From the first line to the last, reproduce the data exactly.

LISTED ENTRIES:
==============================
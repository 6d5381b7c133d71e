//! Property-Based Tests for Provider Adapters
//!
//! Properties:
//! - Portable conversations survive a trip through every provider format
//! - Provider payloads survive their own JSON encoding
//! - Tool call ids and order are preserved
//! - Late system messages are rejected only where the format hoists them

use proptest::prelude::*;
use quill_llm::{from_provider_format, to_provider_format, ProviderPayload};
use quill_test_utils::generators::{arb_conversation, arb_plain_text, arb_user_message};
use quill_test_utils::{Message, ProviderKind, Role};

// ============================================================================
// ARBITRATORS
// ============================================================================

fn arb_provider() -> impl Strategy<Value = ProviderKind> {
    prop::sample::select(ProviderKind::ALL.to_vec())
}

fn call_ids(messages: &[Message]) -> Vec<String> {
    messages
        .iter()
        .flat_map(|message| message.tool_calls())
        .map(|call| call.id.clone())
        .collect()
}

// ============================================================================
// PROPERTIES
// ============================================================================

proptest! {
    #[test]
    fn prop_portable_conversations_round_trip(
        conversation in arb_conversation(),
        provider in arb_provider(),
    ) {
        let payload = to_provider_format(&conversation, provider)
            .map_err(|e| TestCaseError::fail(e.to_string()))?;
        prop_assert_eq!(payload.kind(), provider);
        let back = from_provider_format(&payload)
            .map_err(|e| TestCaseError::fail(e.to_string()))?;
        prop_assert_eq!(back, conversation);
    }

    #[test]
    fn prop_payload_json_round_trip(
        conversation in arb_conversation(),
        provider in arb_provider(),
    ) {
        let payload = to_provider_format(&conversation, provider)
            .map_err(|e| TestCaseError::fail(e.to_string()))?;
        let parsed = ProviderPayload::from_json(provider, payload.to_json())
            .map_err(|e| TestCaseError::fail(e.to_string()))?;
        prop_assert_eq!(parsed, payload);
    }

    #[test]
    fn prop_tool_call_ids_preserved(conversation in arb_conversation()) {
        let expected = call_ids(&conversation);
        for provider in ProviderKind::ALL {
            let payload = to_provider_format(&conversation, provider)
                .map_err(|e| TestCaseError::fail(e.to_string()))?;
            let back = from_provider_format(&payload)
                .map_err(|e| TestCaseError::fail(e.to_string()))?;
            prop_assert_eq!(call_ids(&back), expected.clone(), "provider {}", provider);
        }
    }

    #[test]
    fn prop_late_system_message(user in arb_user_message(), text in arb_plain_text()) {
        let conversation = vec![user, Message::system(text)];
        for provider in ProviderKind::ALL {
            let result = to_provider_format(&conversation, provider);
            match provider {
                ProviderKind::OpenAi => prop_assert!(result.is_ok()),
                _ => {
                    let err = result.expect_err("system after user");
                    prop_assert_eq!(err.role, Role::System);
                    prop_assert_eq!(err.provider, provider);
                }
            }
        }
    }
}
==============================
SOLUTION BELOW:
repository 6d5381b7c133d71e
//! Property-Based Tests for Provider Adapters
//!
//! Properties:
//! - Portable conversations survive a trip through every provider format
//! - Provider payloads survive their own JSON encoding
//! - Tool call ids and order are preserved
//! - Late system messages are rejected only where the format hoists them

use proptest::prelude::*;
use quill_llm::{from_provider_format, to_provider_format, ProviderPayload};
use quill_test_utils::generators::{arb_conversation, arb_plain_text, arb_user_message};
use quill_test_utils::{Message, ProviderKind, Role};

// ============================================================================
// ARBITRATORS
// ============================================================================

fn arb_provider() -> impl Strategy<Value = ProviderKind> {
    prop::sample::select(ProviderKind::ALL.to_vec())
}

fn call_ids(messages: &[Message]) -> Vec<String> {
    messages
        .iter()
        .flat_map(|message| message.tool_calls())
        .map(|call| call.id.clone())
        .collect()
}

// ============================================================================
// PROPERTIES
// ============================================================================

proptest! {
    #[test]
    fn prop_portable_conversations_round_trip(
        conversation in arb_conversation(),
        provider in arb_provider(),
    ) {
        let payload = to_provider_format(&conversation, provider)
            .map_err(|e| TestCaseError::fail(e.to_string()))?;
        prop_assert_eq!(payload.kind(), provider);
        let back = from_provider_format(&payload)
            .map_err(|e| TestCaseError::fail(e.to_string()))?;
        prop_assert_eq!(back, conversation);
    }

    #[test]
    fn prop_payload_json_round_trip(
        conversation in arb_conversation(),
        provider in arb_provider(),
    ) {
        let payload = to_provider_format(&conversation, provider)
            .map_err(|e| TestCaseError::fail(e.to_string()))?;
        let parsed = ProviderPayload::from_json(provider, payload.to_json())
            .map_err(|e| TestCaseError::fail(e.to_string()))?;
        prop_assert_eq!(parsed, payload);
    }

    #[test]
    fn prop_tool_call_ids_preserved(conversation in arb_conversation()) {
        let expected = call_ids(&conversation);
        for provider in ProviderKind::ALL {
            let payload = to_provider_format(&conversation, provider)
                .map_err(|e| TestCaseError::fail(e.to_string()))?;
            let back = from_provider_format(&payload)
                .map_err(|e| TestCaseError::fail(e.to_string()))?;
            prop_assert_eq!(call_ids(&back), expected.clone(), "provider {}", provider);
        }
    }

    #[test]
    fn prop_late_system_message(user in arb_user_message(), text in arb_plain_text()) {
        let conversation = vec![user, Message::system(text)];
        for provider in ProviderKind::ALL {
            let result = to_provider_format(&conversation, provider);
            match provider {
                ProviderKind::OpenAi => prop_assert!(result.is_ok()),
                _ => {
                    let err = result.expect_err("system after user");
                    prop_assert_eq!(err.role, Role::System);
                    prop_assert_eq!(err.provider, provider);
                }
            }
        }
    }
}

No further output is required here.